[Collected data entries]
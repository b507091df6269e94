//! Start-room selection over generated room lists.

use roombox::errors::InitError;
use roombox::rooms::{RoomSchema, StartRoomPolicy};
use roombox::store::HostStateStore;

fn rooms(count: usize, starts: &[usize]) -> Vec<RoomSchema> {
    (0..count)
        .map(|i| {
            let schema = RoomSchema::new(&format!("room-{i}"), &format!("<p>{i}</p>"));
            if starts.contains(&i) {
                schema.starting()
            } else {
                schema
            }
        })
        .collect()
}

#[test]
fn exactly_one_start_room_always_initializes() {
    for count in 1..8 {
        for start in 0..count {
            let store = HostStateStore::initialize(rooms(count, &[start]))
                .unwrap_or_else(|e| panic!("{count} rooms, start {start}: {e}"));
            assert_eq!(store.current_room(), format!("room-{start}"));
            assert_eq!(store.registry().len(), count);
        }
    }
}

#[test]
fn zero_start_rooms_is_fatal() {
    for count in 0..8 {
        let err = HostStateStore::initialize(rooms(count, &[])).err();
        assert!(matches!(err, Some(InitError::NoStartRoom)), "{count} rooms");
    }
}

#[test]
fn several_start_rooms_depend_on_policy() {
    let err = HostStateStore::initialize(rooms(4, &[1, 3])).err();
    assert!(matches!(err, Some(InitError::MultipleStartRooms(_))));

    let store =
        HostStateStore::initialize_with(rooms(4, &[1, 3]), StartRoomPolicy::LastWins).unwrap();
    assert_eq!(store.current_room(), "room-3");
}

#[test]
fn fatal_error_message_matches_alert_text() {
    let err = HostStateStore::initialize(rooms(2, &[])).err().unwrap();
    assert_eq!(err.to_string(), "no starting room found");
}
//! # Host State Store
//!
//! Owns the canonical inventory, per-room state and the current room id.
//! [`HostStateStore::apply_action`] is the single mutation entry point and
//! [`HostStateStore::snapshot`] the single read entry point; nothing outside
//! the store writes canonical state.

use log::{debug, info};
use serde_json::Value;
use std::collections::HashMap;

use crate::errors::{InitError, ProtocolError};
use crate::logutil::preview_value;
use crate::protocol::{parse_message, Action, Effect, Inbound, Scope};
use crate::rooms::{RoomRegistry, RoomSchema, StartRoomPolicy};
use crate::state::StateMap;

/// What applying one message did to canonical state.
#[derive(Debug, Clone, PartialEq, Eq)]
pub enum Outcome {
    /// The current room changed.
    RoomChanged { from: String, to: String },
    /// An inventory or room-state entry changed.
    StateChanged { scope: Scope, key: String },
    /// The action was valid but left state as it was.
    Unchanged,
    /// The discriminator is not one this host knows.
    Ignored(String),
}

impl Outcome {
    /// Whether the mounted document is now stale.
    pub fn is_change(&self) -> bool {
        matches!(self, Outcome::RoomChanged { .. } | Outcome::StateChanged { .. })
    }
}

/// Read-only copy of canonical state.
#[derive(Debug, Clone, PartialEq)]
pub struct StateSnapshot {
    pub current_room: String,
    pub inventory: StateMap,
    pub room_state: StateMap,
}

#[derive(Debug)]
pub struct HostStateStore {
    registry: RoomRegistry,
    inventory: StateMap,
    room_states: HashMap<String, StateMap>,
    current_room: String,
    revision: u64,
}

impl HostStateStore {
    /// Build the registry and start in the designated start room.
    pub fn initialize(schemas: Vec<RoomSchema>) -> Result<Self, InitError> {
        Self::initialize_with(schemas, StartRoomPolicy::default())
    }

    pub fn initialize_with(
        schemas: Vec<RoomSchema>,
        policy: StartRoomPolicy,
    ) -> Result<Self, InitError> {
        let registry = RoomRegistry::build(schemas, policy)?;
        let current_room = registry.start_room().to_string();
        info!(
            "Initialized {} rooms, starting in '{}'",
            registry.len(),
            current_room
        );
        Ok(Self {
            registry,
            inventory: StateMap::new(),
            room_states: HashMap::new(),
            current_room,
            revision: 0,
        })
    }

    pub fn registry(&self) -> &RoomRegistry {
        &self.registry
    }

    pub fn current_room(&self) -> &str {
        &self.current_room
    }

    /// Schema of the active room.
    pub fn current_schema(&self) -> Option<&RoomSchema> {
        self.registry.get(&self.current_room)
    }

    pub fn inventory(&self) -> &StateMap {
        &self.inventory
    }

    /// State partition of the active room; empty until the room writes to it.
    pub fn current_room_state(&self) -> StateMap {
        self.room_state(&self.current_room)
    }

    /// State partition of any room; `None` if the room never wrote state.
    pub fn room_state_of(&self, room: &str) -> Option<&StateMap> {
        self.room_states.get(room)
    }

    fn room_state(&self, room: &str) -> StateMap {
        self.room_states.get(room).cloned().unwrap_or_default()
    }

    /// Bumped on every change to canonical state.
    pub fn revision(&self) -> u64 {
        self.revision
    }

    pub fn snapshot(&self) -> StateSnapshot {
        StateSnapshot {
            current_room: self.current_room.clone(),
            inventory: self.inventory.clone(),
            room_state: self.current_room_state(),
        }
    }

    /// Validate a raw inbound message and apply it.
    ///
    /// Errors leave canonical state untouched.
    pub fn apply_message(&mut self, raw: &Value) -> Result<Outcome, ProtocolError> {
        match parse_message(raw)? {
            Inbound::Action(action) => self.apply_action(&action),
            Inbound::Unrecognized(name) => {
                debug!("Ignoring unrecognized action {}", name);
                Ok(Outcome::Ignored(name))
            }
        }
    }

    /// Apply a recognized action to canonical state.
    ///
    /// Room-state actions always target the room active at the time they are
    /// applied.
    pub fn apply_action(&mut self, action: &Action) -> Result<Outcome, ProtocolError> {
        let outcome = match action.effect() {
            Effect::ChangeRoom(room) => {
                if !self.registry.contains(room) {
                    return Err(ProtocolError::UnknownRoom(room.to_string()));
                }
                if room == self.current_room {
                    Outcome::Unchanged
                } else {
                    let from = std::mem::replace(&mut self.current_room, room.to_string());
                    info!("Room change '{}' -> '{}'", from, room);
                    Outcome::RoomChanged {
                        from,
                        to: room.to_string(),
                    }
                }
            }
            Effect::Mutate {
                scope: Scope::Inventory,
                key,
                mutation,
            } => {
                if self.inventory.apply(key, &mutation) {
                    info!(
                        target: "inventory",
                        "{} {} => {}",
                        action.name(),
                        key,
                        preview_value(self.inventory.get(key))
                    );
                    debug!(target: "inventory", "inventory now {}", self.inventory.to_snapshot());
                    Outcome::StateChanged {
                        scope: Scope::Inventory,
                        key: key.to_string(),
                    }
                } else {
                    Outcome::Unchanged
                }
            }
            Effect::Mutate {
                scope: Scope::RoomState,
                key,
                mutation,
            } => {
                let state = self
                    .room_states
                    .entry(self.current_room.clone())
                    .or_default();
                if state.apply(key, &mutation) {
                    debug!(
                        "{} {}[{}] => {}",
                        action.name(),
                        self.current_room,
                        key,
                        preview_value(state.get(key))
                    );
                    Outcome::StateChanged {
                        scope: Scope::RoomState,
                        key: key.to_string(),
                    }
                } else {
                    Outcome::Unchanged
                }
            }
        };
        if outcome.is_change() {
            self.revision += 1;
        }
        Ok(outcome)
    }
}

WORK ORDER: Exact reproduction is required. Give the lines of the data from its first line through the line containing "let err = HostStateStore::initialize(rooms(count, &[])).err();", and no others.

EXERCISE SOLUTION:
repository b507091df6269e94
//! Start-room selection over generated room lists.

use roombox::errors::InitError;
use roombox::rooms::{RoomSchema, StartRoomPolicy};
use roombox::store::HostStateStore;

fn rooms(count: usize, starts: &[usize]) -> Vec<RoomSchema> {
    (0..count)
        .map(|i| {
            let schema = RoomSchema::new(&format!("room-{i}"), &format!("<p>{i}</p>"));
            if starts.contains(&i) {
                schema.starting()
            } else {
                schema
            }
        })
        .collect()
}

#[test]
fn exactly_one_start_room_always_initializes() {
    for count in 1..8 {
        for start in 0..count {
            let store = HostStateStore::initialize(rooms(count, &[start]))
                .unwrap_or_else(|e| panic!("{count} rooms, start {start}: {e}"));
            assert_eq!(store.current_room(), format!("room-{start}"));
            assert_eq!(store.registry().len(), count);
        }
    }
}

#[test]
fn zero_start_rooms_is_fatal() {
    for count in 0..8 {
        let err = HostStateStore::initialize(rooms(count, &[])).err();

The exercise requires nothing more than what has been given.